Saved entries
....................

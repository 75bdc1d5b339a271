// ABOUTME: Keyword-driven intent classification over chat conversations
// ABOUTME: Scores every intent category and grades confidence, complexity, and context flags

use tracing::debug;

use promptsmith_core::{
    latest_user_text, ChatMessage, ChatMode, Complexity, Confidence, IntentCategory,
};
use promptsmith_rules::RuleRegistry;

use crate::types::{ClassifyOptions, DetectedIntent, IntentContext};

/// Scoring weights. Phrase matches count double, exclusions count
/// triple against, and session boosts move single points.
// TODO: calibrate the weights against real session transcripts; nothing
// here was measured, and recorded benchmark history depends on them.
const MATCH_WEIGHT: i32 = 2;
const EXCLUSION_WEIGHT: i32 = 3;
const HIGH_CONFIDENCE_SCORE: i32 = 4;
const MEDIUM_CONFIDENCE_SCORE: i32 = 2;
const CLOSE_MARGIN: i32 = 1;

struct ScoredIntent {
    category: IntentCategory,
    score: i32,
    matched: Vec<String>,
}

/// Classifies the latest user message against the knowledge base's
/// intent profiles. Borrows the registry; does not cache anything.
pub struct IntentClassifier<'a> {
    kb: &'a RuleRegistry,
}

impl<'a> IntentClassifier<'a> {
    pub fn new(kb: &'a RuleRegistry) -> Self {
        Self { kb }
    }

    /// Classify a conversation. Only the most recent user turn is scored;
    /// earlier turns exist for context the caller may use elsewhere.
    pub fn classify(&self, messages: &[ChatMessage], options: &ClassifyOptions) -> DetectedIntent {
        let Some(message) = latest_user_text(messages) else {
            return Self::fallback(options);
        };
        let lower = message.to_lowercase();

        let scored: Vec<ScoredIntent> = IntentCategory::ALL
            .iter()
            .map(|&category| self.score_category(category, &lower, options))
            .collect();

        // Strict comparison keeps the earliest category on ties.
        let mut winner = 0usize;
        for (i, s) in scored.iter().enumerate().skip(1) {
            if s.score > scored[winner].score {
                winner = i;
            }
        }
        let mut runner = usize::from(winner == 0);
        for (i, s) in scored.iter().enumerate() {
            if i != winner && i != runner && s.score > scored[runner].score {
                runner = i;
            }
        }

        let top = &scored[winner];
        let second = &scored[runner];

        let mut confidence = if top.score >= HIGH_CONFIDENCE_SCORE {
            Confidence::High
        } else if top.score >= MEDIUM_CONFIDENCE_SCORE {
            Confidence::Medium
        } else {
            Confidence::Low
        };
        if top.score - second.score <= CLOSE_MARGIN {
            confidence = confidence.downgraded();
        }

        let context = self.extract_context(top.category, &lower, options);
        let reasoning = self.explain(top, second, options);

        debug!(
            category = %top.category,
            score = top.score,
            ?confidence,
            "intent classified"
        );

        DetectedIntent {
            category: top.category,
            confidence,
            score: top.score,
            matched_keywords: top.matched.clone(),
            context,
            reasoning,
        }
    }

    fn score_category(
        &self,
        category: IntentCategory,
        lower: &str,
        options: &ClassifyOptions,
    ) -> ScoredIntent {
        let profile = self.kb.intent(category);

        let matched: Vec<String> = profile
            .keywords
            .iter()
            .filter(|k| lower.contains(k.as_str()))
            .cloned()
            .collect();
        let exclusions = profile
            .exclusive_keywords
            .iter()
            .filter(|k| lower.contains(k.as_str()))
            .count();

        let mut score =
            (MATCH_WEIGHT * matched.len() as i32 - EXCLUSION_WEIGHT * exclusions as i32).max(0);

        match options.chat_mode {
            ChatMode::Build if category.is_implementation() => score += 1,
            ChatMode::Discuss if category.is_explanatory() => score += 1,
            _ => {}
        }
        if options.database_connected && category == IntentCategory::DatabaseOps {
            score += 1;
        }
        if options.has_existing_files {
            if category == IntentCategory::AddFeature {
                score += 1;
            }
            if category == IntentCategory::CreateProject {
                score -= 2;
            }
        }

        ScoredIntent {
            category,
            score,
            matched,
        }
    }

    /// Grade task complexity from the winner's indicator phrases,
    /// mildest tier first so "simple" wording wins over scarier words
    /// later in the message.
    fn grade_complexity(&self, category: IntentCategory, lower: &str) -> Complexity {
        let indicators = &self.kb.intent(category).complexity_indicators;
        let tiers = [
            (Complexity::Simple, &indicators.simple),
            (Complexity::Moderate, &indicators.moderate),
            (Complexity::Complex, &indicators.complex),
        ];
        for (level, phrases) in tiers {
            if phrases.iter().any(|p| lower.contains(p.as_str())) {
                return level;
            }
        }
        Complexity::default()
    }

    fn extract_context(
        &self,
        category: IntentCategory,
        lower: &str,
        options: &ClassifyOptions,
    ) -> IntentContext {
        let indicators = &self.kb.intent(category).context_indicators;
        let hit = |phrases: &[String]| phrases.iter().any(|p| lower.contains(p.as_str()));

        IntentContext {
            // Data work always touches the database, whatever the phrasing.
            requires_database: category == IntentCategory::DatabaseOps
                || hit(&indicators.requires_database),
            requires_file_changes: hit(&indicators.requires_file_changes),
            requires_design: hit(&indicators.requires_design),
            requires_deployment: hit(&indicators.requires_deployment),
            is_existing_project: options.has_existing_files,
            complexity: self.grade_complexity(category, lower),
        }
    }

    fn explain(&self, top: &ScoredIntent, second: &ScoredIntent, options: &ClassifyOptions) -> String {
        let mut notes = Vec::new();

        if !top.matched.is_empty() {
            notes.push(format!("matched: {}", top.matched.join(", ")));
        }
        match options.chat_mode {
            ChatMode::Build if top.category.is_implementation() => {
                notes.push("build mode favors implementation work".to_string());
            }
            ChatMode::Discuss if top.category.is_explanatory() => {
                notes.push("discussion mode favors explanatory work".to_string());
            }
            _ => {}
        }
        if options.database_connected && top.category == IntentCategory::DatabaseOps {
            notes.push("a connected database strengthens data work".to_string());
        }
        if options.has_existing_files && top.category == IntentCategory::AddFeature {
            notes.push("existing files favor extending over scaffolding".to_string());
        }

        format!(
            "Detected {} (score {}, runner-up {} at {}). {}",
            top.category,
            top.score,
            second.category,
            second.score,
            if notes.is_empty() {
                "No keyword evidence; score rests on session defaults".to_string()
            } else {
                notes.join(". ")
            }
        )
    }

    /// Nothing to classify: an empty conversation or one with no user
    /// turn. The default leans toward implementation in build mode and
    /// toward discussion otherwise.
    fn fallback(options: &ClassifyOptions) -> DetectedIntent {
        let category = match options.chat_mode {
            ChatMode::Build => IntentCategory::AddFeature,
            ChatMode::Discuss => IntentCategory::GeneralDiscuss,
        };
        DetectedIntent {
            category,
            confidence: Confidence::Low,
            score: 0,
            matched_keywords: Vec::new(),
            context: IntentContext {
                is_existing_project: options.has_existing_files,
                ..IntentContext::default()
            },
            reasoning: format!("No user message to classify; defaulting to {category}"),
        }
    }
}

....................

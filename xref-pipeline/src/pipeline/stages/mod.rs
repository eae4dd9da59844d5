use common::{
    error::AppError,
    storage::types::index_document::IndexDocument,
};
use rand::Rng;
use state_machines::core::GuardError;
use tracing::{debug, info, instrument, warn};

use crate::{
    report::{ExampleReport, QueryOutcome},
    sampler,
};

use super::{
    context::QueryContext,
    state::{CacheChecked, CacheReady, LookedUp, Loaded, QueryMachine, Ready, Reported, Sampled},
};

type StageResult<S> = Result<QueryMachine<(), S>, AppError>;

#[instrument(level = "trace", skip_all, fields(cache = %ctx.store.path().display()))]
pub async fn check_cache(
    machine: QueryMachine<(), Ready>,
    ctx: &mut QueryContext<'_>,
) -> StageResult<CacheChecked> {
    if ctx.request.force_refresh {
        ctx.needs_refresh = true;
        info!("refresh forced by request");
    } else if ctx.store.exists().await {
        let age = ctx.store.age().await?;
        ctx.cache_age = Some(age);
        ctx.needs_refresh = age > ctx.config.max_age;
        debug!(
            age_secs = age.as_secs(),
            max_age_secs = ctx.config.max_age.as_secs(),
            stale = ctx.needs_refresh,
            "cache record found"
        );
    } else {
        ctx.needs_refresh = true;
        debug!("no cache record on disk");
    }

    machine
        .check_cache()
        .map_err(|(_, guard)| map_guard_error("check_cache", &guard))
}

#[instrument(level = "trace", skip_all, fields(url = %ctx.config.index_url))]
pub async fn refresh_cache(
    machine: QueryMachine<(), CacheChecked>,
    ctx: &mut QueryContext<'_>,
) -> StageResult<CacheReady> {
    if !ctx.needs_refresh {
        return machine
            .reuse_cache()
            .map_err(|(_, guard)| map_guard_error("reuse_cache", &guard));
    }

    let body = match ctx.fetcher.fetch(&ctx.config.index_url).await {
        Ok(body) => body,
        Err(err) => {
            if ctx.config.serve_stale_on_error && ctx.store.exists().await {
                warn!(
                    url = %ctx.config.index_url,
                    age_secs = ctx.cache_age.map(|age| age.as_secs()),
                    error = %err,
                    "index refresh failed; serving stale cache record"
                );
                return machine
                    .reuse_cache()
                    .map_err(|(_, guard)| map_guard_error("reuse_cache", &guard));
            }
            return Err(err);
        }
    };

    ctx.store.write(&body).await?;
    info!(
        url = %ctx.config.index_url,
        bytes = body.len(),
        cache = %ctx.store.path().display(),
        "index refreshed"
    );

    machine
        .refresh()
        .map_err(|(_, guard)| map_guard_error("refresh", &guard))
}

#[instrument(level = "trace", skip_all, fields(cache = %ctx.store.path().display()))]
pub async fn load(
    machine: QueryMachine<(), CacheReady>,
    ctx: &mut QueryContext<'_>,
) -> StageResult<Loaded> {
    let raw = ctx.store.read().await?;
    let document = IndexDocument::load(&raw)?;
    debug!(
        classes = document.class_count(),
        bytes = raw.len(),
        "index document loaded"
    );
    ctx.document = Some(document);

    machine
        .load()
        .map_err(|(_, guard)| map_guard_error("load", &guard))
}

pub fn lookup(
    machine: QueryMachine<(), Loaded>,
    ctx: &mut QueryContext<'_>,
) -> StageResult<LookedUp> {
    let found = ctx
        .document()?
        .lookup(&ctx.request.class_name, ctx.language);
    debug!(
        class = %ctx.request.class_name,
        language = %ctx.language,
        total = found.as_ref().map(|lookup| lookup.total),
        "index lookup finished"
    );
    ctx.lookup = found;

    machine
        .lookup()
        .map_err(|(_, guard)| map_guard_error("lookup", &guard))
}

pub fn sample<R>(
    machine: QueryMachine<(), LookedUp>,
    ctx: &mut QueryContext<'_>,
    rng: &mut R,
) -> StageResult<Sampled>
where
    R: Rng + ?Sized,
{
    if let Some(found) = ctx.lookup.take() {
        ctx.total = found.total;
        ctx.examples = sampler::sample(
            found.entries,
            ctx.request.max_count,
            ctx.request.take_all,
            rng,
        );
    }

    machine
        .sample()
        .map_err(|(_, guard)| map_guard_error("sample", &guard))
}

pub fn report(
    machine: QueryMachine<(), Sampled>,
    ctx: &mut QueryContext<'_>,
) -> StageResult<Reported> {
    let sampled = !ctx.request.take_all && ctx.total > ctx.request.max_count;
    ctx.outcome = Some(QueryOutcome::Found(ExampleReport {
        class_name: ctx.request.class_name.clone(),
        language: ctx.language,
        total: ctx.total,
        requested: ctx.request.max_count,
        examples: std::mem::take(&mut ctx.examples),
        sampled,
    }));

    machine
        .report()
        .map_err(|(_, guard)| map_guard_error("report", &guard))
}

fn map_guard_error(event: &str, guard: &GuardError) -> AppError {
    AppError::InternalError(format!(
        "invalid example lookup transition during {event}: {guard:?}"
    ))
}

....................

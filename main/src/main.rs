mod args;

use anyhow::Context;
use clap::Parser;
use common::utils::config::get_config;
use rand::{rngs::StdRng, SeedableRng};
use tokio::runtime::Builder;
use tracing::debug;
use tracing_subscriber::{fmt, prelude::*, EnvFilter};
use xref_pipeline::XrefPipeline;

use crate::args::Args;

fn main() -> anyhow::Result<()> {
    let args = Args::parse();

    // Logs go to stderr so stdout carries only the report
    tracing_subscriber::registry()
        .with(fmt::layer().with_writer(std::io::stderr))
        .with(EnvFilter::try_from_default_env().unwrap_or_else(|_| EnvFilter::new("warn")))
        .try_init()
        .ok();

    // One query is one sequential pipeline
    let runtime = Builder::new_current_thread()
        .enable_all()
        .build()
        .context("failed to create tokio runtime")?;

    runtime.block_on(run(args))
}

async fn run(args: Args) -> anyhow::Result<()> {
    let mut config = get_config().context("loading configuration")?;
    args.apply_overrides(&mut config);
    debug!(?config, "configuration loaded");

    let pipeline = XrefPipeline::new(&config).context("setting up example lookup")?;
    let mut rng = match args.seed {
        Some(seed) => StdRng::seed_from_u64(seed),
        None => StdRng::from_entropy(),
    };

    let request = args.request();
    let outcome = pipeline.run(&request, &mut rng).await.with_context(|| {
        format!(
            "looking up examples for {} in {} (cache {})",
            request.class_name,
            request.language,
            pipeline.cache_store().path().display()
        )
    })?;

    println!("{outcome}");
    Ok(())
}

....................

TASK TO CARRY OUT |
Above this instruction are the records; retype exactly the lines from the one containing "may use elsewhere." up to and including the one containing "let profile = self.kb.intent(category);".

PROBLEM SOLUTION |
    /// earlier turns exist for context the caller may use elsewhere.
    pub fn classify(&self, messages: &[ChatMessage], options: &ClassifyOptions) -> DetectedIntent {
        let Some(message) = latest_user_text(messages) else {
            return Self::fallback(options);
        };
        let lower = message.to_lowercase();

        let scored: Vec<ScoredIntent> = IntentCategory::ALL
            .iter()
            .map(|&category| self.score_category(category, &lower, options))
            .collect();

        // Strict comparison keeps the earliest category on ties.
        let mut winner = 0usize;
        for (i, s) in scored.iter().enumerate().skip(1) {
            if s.score > scored[winner].score {
                winner = i;
            }
        }
        let mut runner = usize::from(winner == 0);
        for (i, s) in scored.iter().enumerate() {
            if i != winner && i != runner && s.score > scored[runner].score {
                runner = i;
            }
        }

        let top = &scored[winner];
        let second = &scored[runner];

        let mut confidence = if top.score >= HIGH_CONFIDENCE_SCORE {
            Confidence::High
        } else if top.score >= MEDIUM_CONFIDENCE_SCORE {
            Confidence::Medium
        } else {
            Confidence::Low
        };
        if top.score - second.score <= CLOSE_MARGIN {
            confidence = confidence.downgraded();
        }

        let context = self.extract_context(top.category, &lower, options);
        let reasoning = self.explain(top, second, options);

        debug!(
            category = %top.category,
            score = top.score,
            ?confidence,
            "intent classified"
        );

        DetectedIntent {
            category: top.category,
            confidence,
            score: top.score,
            matched_keywords: top.matched.clone(),
            context,
            reasoning,
        }
    }

    fn score_category(
        &self,
        category: IntentCategory,
        lower: &str,
        options: &ClassifyOptions,
    ) -> ScoredIntent {
        let profile = self.kb.intent(category);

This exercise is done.